Find every line below with "CancellationToken" in it and give only how many there are.

(Saved data entries)
'''
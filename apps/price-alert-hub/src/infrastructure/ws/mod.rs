//! Client WebSocket Endpoint
//!
//! axum server exposing `/ws`, where each connection speaks the JSON event
//! protocol handled by [`ClientGateway`](crate::application::services::ClientGateway).

mod server;

pub use server::{WsServer, WsServerError, WsState};
//! WebSocket Server
//!
//! Accepts client connections on `/ws` and bridges each socket to the
//! client gateway.
//!
//! # Connection Task Layout
//!
//! ```text
//!                 ┌──────────────┐   ServerEvent   ┌────────────┐
//!  gateway ──────►│ client queue │────────────────►│ send task  │──► socket
//!  broadcaster    └──────────────┘                 └────────────┘
//!
//!  socket ──► read loop ──► gateway.handle_text (one frame at a time)
//! ```

use std::net::SocketAddr;
use std::sync::Arc;

use axum::Router;
use axum::extract::State;
use axum::extract::ws::{Message, WebSocket, WebSocketUpgrade};
use axum::response::IntoResponse;
use axum::routing::get;
use futures::{SinkExt, StreamExt};
use tokio::net::TcpListener;
use tokio_util::sync::CancellationToken;

use crate::application::services::{ClientGateway, client_queue};

/// Shared state for WebSocket handlers.
pub struct WsState {
    gateway: Arc<ClientGateway>,
    queue_capacity: usize,
    cancel: CancellationToken,
}

impl WsState {
    /// Create handler state. `queue_capacity` bounds the price ticks queued
    /// for each client.
    #[must_use]
    pub const fn new(
        gateway: Arc<ClientGateway>,
        queue_capacity: usize,
        cancel: CancellationToken,
    ) -> Self {
        Self {
            gateway,
            queue_capacity,
            cancel,
        }
    }
}

/// Client WebSocket server.
pub struct WsServer {
    port: u16,
    state: Arc<WsState>,
}

impl WsServer {
    /// Create a new server. It stops when the state's token is cancelled.
    #[must_use]
    pub const fn new(port: u16, state: Arc<WsState>) -> Self {
        Self { port, state }
    }

    /// Bind the configured port and serve until cancelled.
    ///
    /// # Errors
    ///
    /// Returns [`WsServerError::Bind`] if the port is unavailable and
    /// [`WsServerError::Serve`] if serving fails.
    pub async fn run(self) -> Result<(), WsServerError> {
        let port = self.port;
        let listener = TcpListener::bind(SocketAddr::from(([0, 0, 0, 0], port)))
            .await
            .map_err(|source| WsServerError::Bind { port, source })?;
        self.serve(listener).await
    }

    /// Serve on an already bound listener until cancelled.
    ///
    /// # Errors
    ///
    /// Returns [`WsServerError::Serve`] if serving fails.
    pub async fn serve(self, listener: TcpListener) -> Result<(), WsServerError> {
        let port = listener.local_addr().map_or(self.port, |a| a.port());
        let cancel = self.state.cancel.clone();
        let app = router(self.state);

        tracing::info!(port, "WebSocket server listening");

        axum::serve(listener, app)
            .with_graceful_shutdown(cancel.cancelled_owned())
            .await
            .map_err(WsServerError::Serve)?;

        tracing::info!("WebSocket server stopped");
        Ok(())
    }
}

fn router(state: Arc<WsState>) -> Router {
    Router::new()
        .route("/ws", get(ws_handler))
        .with_state(state)
}

async fn ws_handler(ws: WebSocketUpgrade, State(state): State<Arc<WsState>>) -> impl IntoResponse {
    ws.on_upgrade(move |socket| handle_socket(socket, state))
}

async fn handle_socket(socket: WebSocket, state: Arc<WsState>) {
    let (outbox, mut events) = client_queue(state.queue_capacity);
    let (mut sink, mut stream) = socket.split();

    let mut send_task = tokio::spawn(async move {
        while let Some(event) = events.recv().await {
            let text = match event.to_json() {
                Ok(text) => text,
                Err(e) => {
                    tracing::error!(event = event.name(), error = %e, "Failed to encode event");
                    continue;
                }
            };
            if sink.send(Message::Text(text.into())).await.is_err() {
                break;
            }
        }
        let _ = sink.close().await;
    });

    let client = state.gateway.connect(outbox).await;

    loop {
        tokio::select! {
            () = state.cancel.cancelled() => break,
            _ = &mut send_task => {
                tracing::debug!(client_id = client, "Send half closed");
                break;
            }
            frame = stream.next() => match frame {
                Some(Ok(Message::Text(text))) => {
                    state.gateway.handle_text(client, text.as_str()).await;
                }
                Some(Ok(Message::Binary(data))) => match std::str::from_utf8(&data) {
                    Ok(text) => state.gateway.handle_text(client, text).await,
                    Err(_) => tracing::debug!(client_id = client, "Ignoring non-UTF-8 binary frame"),
                },
                Some(Ok(Message::Ping(_) | Message::Pong(_))) => {}
                Some(Ok(Message::Close(_))) | None => break,
                Some(Err(e)) => {
                    tracing::debug!(client_id = client, error = %e, "WebSocket read error");
                    break;
                }
            },
        }
    }

    state.gateway.disconnect(client).await;
    send_task.abort();
}

// =============================================================================
// Errors
// =============================================================================

/// WebSocket server errors.
#[derive(Debug, thiserror::Error)]
pub enum WsServerError {
    /// The port could not be bound.
    #[error("failed to bind WebSocket port {port}")]
    Bind {
        /// Requested port.
        port: u16,
        /// Underlying I/O error.
        #[source]
        source: std::io::Error,
    },

    /// The server stopped with an I/O error.
    #[error("WebSocket server failed")]
    Serve(#[source] std::io::Error),
}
'''
RESPONSE BELOW
3